▶ [Task objective]: Every line that contains the word "ExecutionResult" should be copied from the records below.

+++ Input material

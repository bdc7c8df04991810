//! Comparison instruction execution
//!
//! Operands are pushed left first, so `a < b` compiles to `a`, `b`, LESS.

use crate::error::VmError;
use crate::opcode::OpCode;
use crate::value::Value;
use crate::vm::ops::{values_equal, ValueOperations};
use crate::vm::result::ExecutionResult;
use crate::vm::VM;

impl VM {
    /// Execute comparison instructions
    pub(crate) fn execute_comparison(&mut self, opcode: OpCode) -> Result<ExecutionResult, VmError> {
        match opcode {
            OpCode::Not => {
                let value = self.peek(0)?;
                self.set_peek(0, Value::bool(value.is_falsey()))?;
            }

            OpCode::Equal => {
                let right = self.pop()?;
                let left = self.pop()?;
                let equal = values_equal(&self.heap, left, right);
                self.push(Value::bool(equal))?;
            }

            OpCode::Less => {
                let right = self.pop()?;
                let left = self.pop()?;
                self.push(ValueOperations::lt_values(left, right)?)?;
            }

            OpCode::Greater => {
                let right = self.pop()?;
                let left = self.pop()?;
                self.push(ValueOperations::gt_values(left, right)?)?;
            }

            _ => unreachable!("Non-comparison opcode in comparison handler"),
        }
        Ok(ExecutionResult::Continue)
    }
}
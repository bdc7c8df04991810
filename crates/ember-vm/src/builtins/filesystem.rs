//! Filesystem built-ins (`std:filesystem`), served by the host's [`crate::host::IoHost`]

use super::registry::BuiltinModule;
use super::utils::string_arg;
use crate::error::VmError;
use crate::value::Value;
use crate::vm::VM;

pub fn module() -> BuiltinModule {
    let mut module = BuiltinModule::new();
    module
        .register("fileExists", vm_file_exists, 1)
        .register("readFile", vm_read_file, 1);
    module
}

/// Whether the host can read a non-empty file at `path`
pub fn vm_file_exists(vm: &mut VM, args: &[Value]) -> Result<Value, VmError> {
    let path = string_arg(vm, "fileExists", args, 0)?.to_string();
    Ok(Value::bool(!vm.io().read_file(&path).is_empty()))
}

/// File contents, or nil when the file cannot be read
pub fn vm_read_file(vm: &mut VM, args: &[Value]) -> Result<Value, VmError> {
    let path = string_arg(vm, "readFile", args, 0)?.to_string();
    let contents = vm.io().read_file(&path);
    if contents.is_empty() {
        return Ok(Value::NIL);
    }
    Ok(vm.intern(&contents))
}
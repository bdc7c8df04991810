//! Module import
//!
//! Built-in names (`std:io`, ...) bind their natives synchronously. Any
//! other name is a user module: its source is read through the host,
//! compiled, and run on a child fiber. When that fiber returns, the module
//! object holding its globals is bound in the importer's scope and in the
//! process globals.

use crate::error::VmError;
use crate::object::{FiberKind, ObjKind};
use crate::opcode::OpCode;
use crate::value::{ObjRef, Value};
use crate::vm::result::ExecutionResult;
use crate::vm::VM;
use tracing::debug;

impl VM {
    /// Execute module import instructions
    pub(crate) fn execute_modules(&mut self, opcode: OpCode) -> Result<ExecutionResult, VmError> {
        match opcode {
            OpCode::ImportModule => {
                let name = self.read_name()?;
                self.import_module(name, None)
            }

            OpCode::ImportModuleAs => {
                let name = self.read_name()?;
                let alias = self.read_name()?;
                self.import_module(name, Some(alias))
            }

            _ => unreachable!("Non-module opcode in module handler"),
        }
    }

    fn import_module(
        &mut self,
        name: ObjRef,
        alias: Option<ObjRef>,
    ) -> Result<ExecutionResult, VmError> {
        let text = self.name_text(name);
        if self.builtins.contains(&text) {
            self.import_builtin(&text, alias)?;
            return Ok(ExecutionResult::Continue);
        }

        let key = alias.unwrap_or(name);
        if self.modules.contains_key(&key) {
            debug!(module = %text, "module already imported");
            return Ok(ExecutionResult::Continue);
        }

        let path = format!("{}{}", text, self.config.module_extension);
        let source = self.io.read_file(&path);
        if source.is_empty() {
            return Err(VmError::ModuleNotFound(path));
        }
        let proto = self
            .compiler
            .compile(&source)
            .map_err(|error| VmError::ModuleCompile {
                name: text.clone(),
                error,
            })?;

        let scope = self.current_scope()?;
        let module = self.heap.new_module(key, scope);
        self.modules.insert(key, Value::object(module));
        self.module_stack.push(module);

        let function = self.load_function(&proto, Some(module));
        let fiber = self.new_fiber(FiberKind::Module, function, &[], Some(module))?;
        debug!(module = %text, ?fiber, "running module");
        self.resume_fiber(fiber)?;
        Ok(ExecutionResult::Suspended)
    }

    /// Bind a native module's functions and constants into the importer's
    /// scope, or into a module object named by `alias`
    fn import_builtin(&mut self, name: &str, alias: Option<ObjRef>) -> Result<(), VmError> {
        let Some(module) = self.builtins.get(name).cloned() else {
            return Err(VmError::ModuleNotFound(name.to_string()));
        };
        let importer = self.current_scope()?;

        let target = match alias {
            Some(alias) => {
                let existing = self
                    .modules
                    .get(&alias)
                    .and_then(|value| value.as_object())
                    .filter(|r| matches!(self.heap.kind(*r), Ok(ObjKind::Module)));
                let object = match existing {
                    Some(object) => object,
                    None => {
                        let object = self.heap.new_module(alias, importer);
                        self.modules.insert(alias, Value::object(object));
                        object
                    }
                };
                self.define_in_scope(importer, alias, Value::object(object))?;
                Some(object)
            }
            None => importer,
        };

        for function in module.functions() {
            let native = self.new_native(&function.name, function.func, function.arity);
            let key = self.heap.intern(&function.name);
            self.define_in_scope(target, key, native)?;
        }
        for (constant, value) in module.constants() {
            let key = self.heap.intern(constant);
            self.define_in_scope(target, key, Value::number(*value))?;
        }
        debug!(module = name, entries = module.len(), "imported native module");
        Ok(())
    }

    /// A module fiber returned: expose its globals
    pub(crate) fn complete_module(&mut self, module: ObjRef) -> Result<(), VmError> {
        self.module_stack.retain(|m| *m != module);
        let (name, importer) = {
            let m = self.heap.module(module)?;
            (m.name, m.caller)
        };
        let value = Value::object(module);
        self.define_in_scope(importer, name, value)?;
        self.globals.insert(name, value);
        debug!(module = %self.name_text(name), "module loaded");
        Ok(())
    }
}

++++++

▶ [Exercise response]:
use crate::vm::result::ExecutionResult;
    pub(crate) fn execute_comparison(&mut self, opcode: OpCode) -> Result<ExecutionResult, VmError> {
        Ok(ExecutionResult::Continue)
use crate::vm::result::ExecutionResult;
    pub(crate) fn execute_modules(&mut self, opcode: OpCode) -> Result<ExecutionResult, VmError> {
    ) -> Result<ExecutionResult, VmError> {
            return Ok(ExecutionResult::Continue);
            return Ok(ExecutionResult::Continue);
        Ok(ExecutionResult::Suspended)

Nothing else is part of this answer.